(Stored items)
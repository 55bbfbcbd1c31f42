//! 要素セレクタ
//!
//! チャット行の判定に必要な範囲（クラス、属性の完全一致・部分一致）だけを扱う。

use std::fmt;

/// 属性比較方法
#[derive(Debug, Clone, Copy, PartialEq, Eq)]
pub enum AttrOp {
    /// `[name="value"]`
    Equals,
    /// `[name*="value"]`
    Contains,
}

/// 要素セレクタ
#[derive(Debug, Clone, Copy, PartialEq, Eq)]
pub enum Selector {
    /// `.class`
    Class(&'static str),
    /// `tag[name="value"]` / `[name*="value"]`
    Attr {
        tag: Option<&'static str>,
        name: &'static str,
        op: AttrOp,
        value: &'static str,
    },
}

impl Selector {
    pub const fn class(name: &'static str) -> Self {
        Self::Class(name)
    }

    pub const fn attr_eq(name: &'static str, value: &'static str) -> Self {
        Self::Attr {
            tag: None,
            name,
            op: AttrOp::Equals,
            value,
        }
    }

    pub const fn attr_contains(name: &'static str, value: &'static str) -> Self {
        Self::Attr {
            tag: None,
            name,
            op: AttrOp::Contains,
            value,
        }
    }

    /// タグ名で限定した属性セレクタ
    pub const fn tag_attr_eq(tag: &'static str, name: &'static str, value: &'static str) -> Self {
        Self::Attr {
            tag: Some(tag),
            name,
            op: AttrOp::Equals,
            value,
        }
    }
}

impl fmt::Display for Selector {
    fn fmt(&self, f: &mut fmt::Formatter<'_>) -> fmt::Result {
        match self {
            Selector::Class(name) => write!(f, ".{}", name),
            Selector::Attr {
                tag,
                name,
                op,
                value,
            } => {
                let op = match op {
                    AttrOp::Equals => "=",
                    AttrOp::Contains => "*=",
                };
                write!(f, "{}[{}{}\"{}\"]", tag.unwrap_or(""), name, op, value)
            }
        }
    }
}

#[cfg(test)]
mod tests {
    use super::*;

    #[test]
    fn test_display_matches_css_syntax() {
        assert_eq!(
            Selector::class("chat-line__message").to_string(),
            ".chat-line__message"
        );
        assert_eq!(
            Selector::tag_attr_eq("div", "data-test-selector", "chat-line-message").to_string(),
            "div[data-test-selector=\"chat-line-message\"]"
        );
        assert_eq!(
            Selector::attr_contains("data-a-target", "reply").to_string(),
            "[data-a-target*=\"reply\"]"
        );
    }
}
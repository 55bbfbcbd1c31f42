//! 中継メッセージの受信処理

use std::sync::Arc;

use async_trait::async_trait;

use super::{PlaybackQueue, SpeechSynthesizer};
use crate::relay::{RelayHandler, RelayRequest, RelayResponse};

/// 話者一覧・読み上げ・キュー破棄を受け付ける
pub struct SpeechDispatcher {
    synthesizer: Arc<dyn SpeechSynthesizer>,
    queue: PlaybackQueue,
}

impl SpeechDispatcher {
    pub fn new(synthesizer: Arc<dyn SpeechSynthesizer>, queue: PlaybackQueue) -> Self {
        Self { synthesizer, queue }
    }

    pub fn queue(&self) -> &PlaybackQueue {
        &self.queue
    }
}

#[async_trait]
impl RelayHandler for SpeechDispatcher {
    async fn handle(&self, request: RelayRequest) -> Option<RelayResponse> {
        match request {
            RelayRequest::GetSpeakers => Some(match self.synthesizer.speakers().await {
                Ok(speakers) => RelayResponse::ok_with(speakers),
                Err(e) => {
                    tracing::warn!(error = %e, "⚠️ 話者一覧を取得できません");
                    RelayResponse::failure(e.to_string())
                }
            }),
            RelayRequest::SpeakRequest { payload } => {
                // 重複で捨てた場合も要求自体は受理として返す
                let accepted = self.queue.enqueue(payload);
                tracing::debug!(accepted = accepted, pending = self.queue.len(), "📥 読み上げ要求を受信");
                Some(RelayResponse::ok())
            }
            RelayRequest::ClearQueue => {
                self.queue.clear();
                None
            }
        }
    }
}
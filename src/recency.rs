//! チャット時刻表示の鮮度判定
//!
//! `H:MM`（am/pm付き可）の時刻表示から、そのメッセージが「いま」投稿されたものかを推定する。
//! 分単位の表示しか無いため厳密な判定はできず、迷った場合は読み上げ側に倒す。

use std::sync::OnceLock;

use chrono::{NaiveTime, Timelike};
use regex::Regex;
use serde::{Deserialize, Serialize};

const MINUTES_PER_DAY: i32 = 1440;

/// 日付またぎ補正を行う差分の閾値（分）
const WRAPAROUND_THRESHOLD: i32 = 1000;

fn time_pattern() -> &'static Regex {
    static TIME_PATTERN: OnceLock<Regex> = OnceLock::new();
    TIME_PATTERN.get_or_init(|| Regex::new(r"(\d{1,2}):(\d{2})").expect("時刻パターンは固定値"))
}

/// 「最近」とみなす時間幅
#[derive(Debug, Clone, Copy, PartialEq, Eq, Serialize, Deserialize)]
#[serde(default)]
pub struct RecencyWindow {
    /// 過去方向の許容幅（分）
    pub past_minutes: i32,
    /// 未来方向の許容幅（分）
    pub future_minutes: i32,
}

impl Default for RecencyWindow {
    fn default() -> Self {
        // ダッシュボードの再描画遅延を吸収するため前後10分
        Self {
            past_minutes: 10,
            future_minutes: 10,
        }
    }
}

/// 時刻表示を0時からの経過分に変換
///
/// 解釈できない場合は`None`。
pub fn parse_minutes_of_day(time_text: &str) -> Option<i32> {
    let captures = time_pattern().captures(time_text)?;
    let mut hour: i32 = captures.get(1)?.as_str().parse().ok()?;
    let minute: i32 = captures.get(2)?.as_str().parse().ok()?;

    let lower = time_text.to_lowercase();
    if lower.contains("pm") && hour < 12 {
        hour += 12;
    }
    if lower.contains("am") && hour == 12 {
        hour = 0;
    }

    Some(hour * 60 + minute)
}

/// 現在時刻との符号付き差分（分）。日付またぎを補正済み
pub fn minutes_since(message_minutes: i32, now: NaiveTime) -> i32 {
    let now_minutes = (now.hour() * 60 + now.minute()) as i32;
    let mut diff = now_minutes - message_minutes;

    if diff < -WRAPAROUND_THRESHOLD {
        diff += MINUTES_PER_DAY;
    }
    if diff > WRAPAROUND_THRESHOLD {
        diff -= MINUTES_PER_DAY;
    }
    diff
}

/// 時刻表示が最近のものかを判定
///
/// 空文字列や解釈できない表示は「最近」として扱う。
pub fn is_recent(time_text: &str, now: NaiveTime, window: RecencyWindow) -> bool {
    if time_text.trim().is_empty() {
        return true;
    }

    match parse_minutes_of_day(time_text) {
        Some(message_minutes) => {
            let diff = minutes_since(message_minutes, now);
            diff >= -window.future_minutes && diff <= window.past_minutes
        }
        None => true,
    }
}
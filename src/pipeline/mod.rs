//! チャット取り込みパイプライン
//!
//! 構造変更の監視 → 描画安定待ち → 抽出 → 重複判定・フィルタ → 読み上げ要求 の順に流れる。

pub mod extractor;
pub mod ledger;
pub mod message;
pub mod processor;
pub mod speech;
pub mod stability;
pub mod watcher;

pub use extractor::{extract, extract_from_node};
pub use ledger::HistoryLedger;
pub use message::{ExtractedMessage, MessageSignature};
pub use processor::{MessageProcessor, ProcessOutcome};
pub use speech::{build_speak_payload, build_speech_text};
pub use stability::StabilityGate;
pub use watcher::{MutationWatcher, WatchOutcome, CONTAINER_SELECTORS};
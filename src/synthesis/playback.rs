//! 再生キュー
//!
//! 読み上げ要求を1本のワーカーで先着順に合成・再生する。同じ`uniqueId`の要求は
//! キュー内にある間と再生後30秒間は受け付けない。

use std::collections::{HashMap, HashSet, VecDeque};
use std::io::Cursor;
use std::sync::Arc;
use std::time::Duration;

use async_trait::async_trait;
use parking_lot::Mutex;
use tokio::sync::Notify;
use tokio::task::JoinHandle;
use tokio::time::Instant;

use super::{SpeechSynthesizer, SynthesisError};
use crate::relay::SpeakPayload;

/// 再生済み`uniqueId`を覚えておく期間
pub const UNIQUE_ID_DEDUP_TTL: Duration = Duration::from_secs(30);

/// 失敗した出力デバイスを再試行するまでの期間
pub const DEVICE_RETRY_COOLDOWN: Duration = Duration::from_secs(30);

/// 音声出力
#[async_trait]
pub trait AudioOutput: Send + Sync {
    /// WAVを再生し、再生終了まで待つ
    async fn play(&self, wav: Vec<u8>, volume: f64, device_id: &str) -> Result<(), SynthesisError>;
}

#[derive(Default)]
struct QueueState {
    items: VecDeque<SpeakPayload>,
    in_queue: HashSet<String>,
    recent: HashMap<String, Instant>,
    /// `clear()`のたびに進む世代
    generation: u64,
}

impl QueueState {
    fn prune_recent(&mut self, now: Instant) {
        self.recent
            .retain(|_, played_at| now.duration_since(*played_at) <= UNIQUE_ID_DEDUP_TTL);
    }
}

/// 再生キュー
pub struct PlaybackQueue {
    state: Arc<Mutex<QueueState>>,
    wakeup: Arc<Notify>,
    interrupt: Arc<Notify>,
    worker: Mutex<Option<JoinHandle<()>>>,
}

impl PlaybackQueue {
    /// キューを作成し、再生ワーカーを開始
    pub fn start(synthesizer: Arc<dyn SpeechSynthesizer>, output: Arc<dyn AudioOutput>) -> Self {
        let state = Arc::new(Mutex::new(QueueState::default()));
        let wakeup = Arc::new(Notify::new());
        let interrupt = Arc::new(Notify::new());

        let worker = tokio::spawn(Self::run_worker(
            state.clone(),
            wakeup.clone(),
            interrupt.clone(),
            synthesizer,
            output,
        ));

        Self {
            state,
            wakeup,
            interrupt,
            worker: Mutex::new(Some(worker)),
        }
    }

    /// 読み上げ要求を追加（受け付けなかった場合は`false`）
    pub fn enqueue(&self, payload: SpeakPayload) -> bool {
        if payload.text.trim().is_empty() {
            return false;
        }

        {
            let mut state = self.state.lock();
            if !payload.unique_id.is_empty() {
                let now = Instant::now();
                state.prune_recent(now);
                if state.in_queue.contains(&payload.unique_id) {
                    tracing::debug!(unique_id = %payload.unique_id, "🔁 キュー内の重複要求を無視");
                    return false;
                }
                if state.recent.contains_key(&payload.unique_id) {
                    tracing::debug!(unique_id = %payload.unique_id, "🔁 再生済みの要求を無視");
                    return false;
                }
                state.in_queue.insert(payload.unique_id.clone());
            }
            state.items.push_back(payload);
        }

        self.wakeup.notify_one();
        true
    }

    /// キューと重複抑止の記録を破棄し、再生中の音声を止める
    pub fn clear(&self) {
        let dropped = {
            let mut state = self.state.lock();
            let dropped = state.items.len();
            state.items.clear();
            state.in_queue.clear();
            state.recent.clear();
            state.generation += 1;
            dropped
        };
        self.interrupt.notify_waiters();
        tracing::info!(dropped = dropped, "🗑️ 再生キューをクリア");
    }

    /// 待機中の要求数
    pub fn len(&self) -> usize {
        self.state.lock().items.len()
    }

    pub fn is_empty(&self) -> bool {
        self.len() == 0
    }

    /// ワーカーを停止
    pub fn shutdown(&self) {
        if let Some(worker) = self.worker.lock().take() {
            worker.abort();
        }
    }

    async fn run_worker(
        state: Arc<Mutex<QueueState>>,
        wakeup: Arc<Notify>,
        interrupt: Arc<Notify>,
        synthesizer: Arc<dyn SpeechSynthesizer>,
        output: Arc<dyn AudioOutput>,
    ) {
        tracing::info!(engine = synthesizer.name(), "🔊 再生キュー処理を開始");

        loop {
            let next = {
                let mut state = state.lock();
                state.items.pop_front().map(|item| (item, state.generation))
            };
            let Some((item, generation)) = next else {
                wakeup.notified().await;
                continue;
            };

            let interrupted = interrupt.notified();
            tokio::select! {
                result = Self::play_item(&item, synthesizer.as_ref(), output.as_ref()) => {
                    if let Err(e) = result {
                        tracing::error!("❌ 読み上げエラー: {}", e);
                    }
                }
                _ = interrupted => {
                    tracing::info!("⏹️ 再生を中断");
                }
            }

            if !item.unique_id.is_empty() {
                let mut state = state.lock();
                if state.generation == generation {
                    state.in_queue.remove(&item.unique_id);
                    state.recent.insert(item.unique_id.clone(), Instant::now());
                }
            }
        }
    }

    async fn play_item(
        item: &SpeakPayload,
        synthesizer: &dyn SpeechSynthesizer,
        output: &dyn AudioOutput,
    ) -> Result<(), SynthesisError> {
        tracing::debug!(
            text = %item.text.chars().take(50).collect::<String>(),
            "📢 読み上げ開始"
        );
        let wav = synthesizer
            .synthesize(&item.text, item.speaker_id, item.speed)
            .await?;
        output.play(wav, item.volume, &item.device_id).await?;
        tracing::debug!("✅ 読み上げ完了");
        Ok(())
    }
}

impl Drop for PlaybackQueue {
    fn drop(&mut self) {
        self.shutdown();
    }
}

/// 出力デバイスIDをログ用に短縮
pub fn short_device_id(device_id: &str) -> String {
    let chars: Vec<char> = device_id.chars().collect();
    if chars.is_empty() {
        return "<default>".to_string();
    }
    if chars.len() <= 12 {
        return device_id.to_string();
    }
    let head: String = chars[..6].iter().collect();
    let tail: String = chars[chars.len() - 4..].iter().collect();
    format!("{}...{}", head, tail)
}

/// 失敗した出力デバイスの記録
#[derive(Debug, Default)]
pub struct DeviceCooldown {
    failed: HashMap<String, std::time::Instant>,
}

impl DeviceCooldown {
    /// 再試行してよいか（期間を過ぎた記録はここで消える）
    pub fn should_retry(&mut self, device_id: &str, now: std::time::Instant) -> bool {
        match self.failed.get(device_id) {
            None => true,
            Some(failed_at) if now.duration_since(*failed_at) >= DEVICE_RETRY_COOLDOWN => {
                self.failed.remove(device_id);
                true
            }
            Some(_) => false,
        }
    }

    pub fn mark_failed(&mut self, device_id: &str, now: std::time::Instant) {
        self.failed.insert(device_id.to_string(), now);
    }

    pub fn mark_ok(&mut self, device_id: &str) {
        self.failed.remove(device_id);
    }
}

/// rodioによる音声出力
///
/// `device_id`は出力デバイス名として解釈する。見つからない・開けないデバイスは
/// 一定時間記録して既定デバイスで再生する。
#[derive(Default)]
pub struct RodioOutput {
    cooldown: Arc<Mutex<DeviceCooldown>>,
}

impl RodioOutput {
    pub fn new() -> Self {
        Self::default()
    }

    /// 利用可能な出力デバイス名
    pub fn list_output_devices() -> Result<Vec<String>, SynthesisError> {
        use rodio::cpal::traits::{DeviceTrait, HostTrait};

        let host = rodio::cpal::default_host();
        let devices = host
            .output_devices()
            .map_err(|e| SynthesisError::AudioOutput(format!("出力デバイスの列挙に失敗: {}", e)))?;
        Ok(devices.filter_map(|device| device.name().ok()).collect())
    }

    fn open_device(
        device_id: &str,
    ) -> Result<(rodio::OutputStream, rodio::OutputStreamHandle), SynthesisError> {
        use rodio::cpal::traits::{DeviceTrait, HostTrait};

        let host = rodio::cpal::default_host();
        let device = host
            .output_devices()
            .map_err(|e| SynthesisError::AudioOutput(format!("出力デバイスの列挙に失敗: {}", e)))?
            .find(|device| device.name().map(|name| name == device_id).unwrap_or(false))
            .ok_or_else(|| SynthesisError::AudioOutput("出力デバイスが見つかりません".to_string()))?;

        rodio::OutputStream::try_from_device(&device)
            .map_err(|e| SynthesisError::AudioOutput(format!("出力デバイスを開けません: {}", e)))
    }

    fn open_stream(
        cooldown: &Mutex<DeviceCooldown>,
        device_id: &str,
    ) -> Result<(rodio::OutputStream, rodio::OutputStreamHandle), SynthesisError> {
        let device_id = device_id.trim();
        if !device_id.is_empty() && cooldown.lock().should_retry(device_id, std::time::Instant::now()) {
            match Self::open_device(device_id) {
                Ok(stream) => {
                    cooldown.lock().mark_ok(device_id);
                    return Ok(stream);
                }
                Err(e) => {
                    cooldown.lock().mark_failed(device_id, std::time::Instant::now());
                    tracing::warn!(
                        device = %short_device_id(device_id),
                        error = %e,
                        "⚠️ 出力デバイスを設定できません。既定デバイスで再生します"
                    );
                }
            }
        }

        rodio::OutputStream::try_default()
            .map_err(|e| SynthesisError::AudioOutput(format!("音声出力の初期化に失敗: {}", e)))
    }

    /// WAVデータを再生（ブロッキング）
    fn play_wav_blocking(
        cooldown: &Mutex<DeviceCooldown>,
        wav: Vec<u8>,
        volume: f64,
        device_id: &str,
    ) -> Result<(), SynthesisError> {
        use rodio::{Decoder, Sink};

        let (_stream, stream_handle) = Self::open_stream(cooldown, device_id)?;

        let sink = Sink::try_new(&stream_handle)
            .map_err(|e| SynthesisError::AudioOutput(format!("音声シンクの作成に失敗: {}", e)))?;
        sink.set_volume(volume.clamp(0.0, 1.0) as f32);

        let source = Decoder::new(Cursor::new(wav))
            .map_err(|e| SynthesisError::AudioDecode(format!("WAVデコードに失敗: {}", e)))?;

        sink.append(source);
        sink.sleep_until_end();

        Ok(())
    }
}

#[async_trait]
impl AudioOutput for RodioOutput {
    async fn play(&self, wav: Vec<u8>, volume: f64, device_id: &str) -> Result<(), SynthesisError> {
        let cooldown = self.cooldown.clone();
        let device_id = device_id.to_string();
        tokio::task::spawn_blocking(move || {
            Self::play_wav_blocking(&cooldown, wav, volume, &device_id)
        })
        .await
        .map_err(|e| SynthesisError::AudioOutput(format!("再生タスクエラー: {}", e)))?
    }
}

### PROBLEM DESCRIPTION
Pull out all lines in the data above that include "VecDeque".

### EXERCISE ANSWER
use std::collections::{HashMap, HashSet, VecDeque};
    items: VecDeque<SpeakPayload>,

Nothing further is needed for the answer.